>>>>
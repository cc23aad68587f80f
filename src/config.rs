use std::path::Path;

use serde::Deserialize;

use crate::{
    Result, Thresholds,
    well_known::{CPU_PERCENT, HANDLE_COUNT, MEMORY_MB, THREAD_COUNT},
};

/// Top-level monitoring configuration.
///
/// Loaded from a JSON document with three sections: process targets, a
/// stream target, and a database target. A malformed document or a missing
/// required field is the one hard-failure path in the crate; it propagates
/// as [`Error`](crate::Error) before any monitor is constructed.
///
/// ```json
/// {
///   "processes": [
///     { "name": "worker", "memory_threshold_mb": 500, "cpu_threshold_percent": 80 }
///   ],
///   "stream": { "topic": "orders" },
///   "database": { "host": "db1", "port": 1521, "user": "wd", "password": "secret" }
/// }
/// ```
#[derive(Debug, Clone, Deserialize)]
pub struct Config {
    #[serde(default)]
    pub processes: Vec<ProcessTarget>,
    pub stream: StreamTarget,
    pub database: DatabaseTarget,
}

/// One monitored process name with its per-metric limits.
///
/// A missing threshold field means "unset" (that metric is never checked),
/// not zero.
#[derive(Debug, Clone, Deserialize)]
pub struct ProcessTarget {
    pub name: String,
    #[serde(default)]
    pub memory_threshold_mb: Option<f64>,
    #[serde(default)]
    pub cpu_threshold_percent: Option<f64>,
    #[serde(default)]
    pub thread_threshold: Option<f64>,
    #[serde(default)]
    pub handle_threshold: Option<f64>,
}

impl ProcessTarget {
    /// Declaration-ordered thresholds: memory, cpu, threads, handles.
    ///
    /// The order fixes the order breach events appear in when several
    /// metrics cross their limits on the same poll.
    pub fn thresholds(&self) -> Thresholds {
        Thresholds::new()
            .with(MEMORY_MB, self.memory_threshold_mb)
            .with(CPU_PERCENT, self.cpu_threshold_percent)
            .with(THREAD_COUNT, self.thread_threshold)
            .with(HANDLE_COUNT, self.handle_threshold)
    }
}

/// The stream topic to watch.
#[derive(Debug, Clone, Deserialize)]
pub struct StreamTarget {
    pub topic: String,
}

fn default_session_threshold() -> Option<f64> {
    Some(100.0)
}

/// Connection coordinates and session limit for the monitored database.
///
/// `session_threshold` defaults to 100 active sessions when the field is
/// absent; an explicit `null` disables the check entirely.
#[derive(Debug, Clone, Deserialize)]
pub struct DatabaseTarget {
    pub host: String,
    pub port: u16,
    pub user: String,
    pub password: String,
    #[serde(default = "default_session_threshold")]
    pub session_threshold: Option<f64>,
}

impl Config {
    /// Parse a configuration document.
    pub fn from_json(json: &str) -> Result<Self> {
        serde_json::from_str(json).map_err(Into::into)
    }

    /// Read and parse a configuration file.
    pub fn from_file(path: impl AsRef<Path>) -> Result<Self> {
        let text = std::fs::read_to_string(path)?;
        Self::from_json(&text)
    }
}
use std::{fmt, future::Future};

/// Connection lifecycle of a monitor.
///
/// Monitors that hold no real connection (process monitors) report
/// `Connected` while open. The `Connected -> Unconnected` edge is the
/// recovery action: a monitor that hit a query failure drops back to
/// `Unconnected` so the next poll reattempts connect.
#[derive(Debug, Clone, Copy, PartialEq, Eq, Hash, Default)]
pub enum ConnectionState {
    #[default]
    Unconnected,
    Connected,
    Closed,
}

impl fmt::Display for ConnectionState {
    fn fmt(&self, f: &mut fmt::Formatter<'_>) -> fmt::Result {
        match self {
            ConnectionState::Unconnected => write!(f, "unconnected"),
            ConnectionState::Connected => write!(f, "connected"),
            ConnectionState::Closed => write!(f, "closed"),
        }
    }
}

/// Capability trait for per-resource polling monitors.
///
/// A monitor samples exactly one resource kind and publishes zero or more
/// events per poll through the shared [`EventBus`](crate::EventBus). The
/// trait is intentionally tiny so the abstraction generalizes beyond
/// threshold checks to arbitrary per-poll reactive work (see
/// [`StreamMonitor`](crate::monitors::StreamMonitor)).
///
/// Error contract: `poll` and `close` are infallible at this boundary.
/// Sampling, connection, and release failures are absorbed inside the
/// monitor and published as monitoring-error events, so one failing
/// resource never halts monitoring of the others.
///
/// Methods return futures but can be implemented as `async fn` directly;
/// no `#[async_trait]` macro is required.
pub trait Monitor: Send {
    /// Sample the resource once and publish any resulting events.
    ///
    /// Safe to call repeatedly; polling a closed monitor is a no-op.
    fn poll(&mut self) -> impl Future<Output = ()> + Send;

    /// Release held resources.
    ///
    /// Idempotent. Errors during release surface as events, never as
    /// propagated faults.
    fn close(&mut self) -> impl Future<Output = ()> + Send;

    /// Current connection lifecycle state.
    fn state(&self) -> ConnectionState;
}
<<<<
Work request:
Only a number should be returned: the count of lines above that include "path".

Answer to this task:
4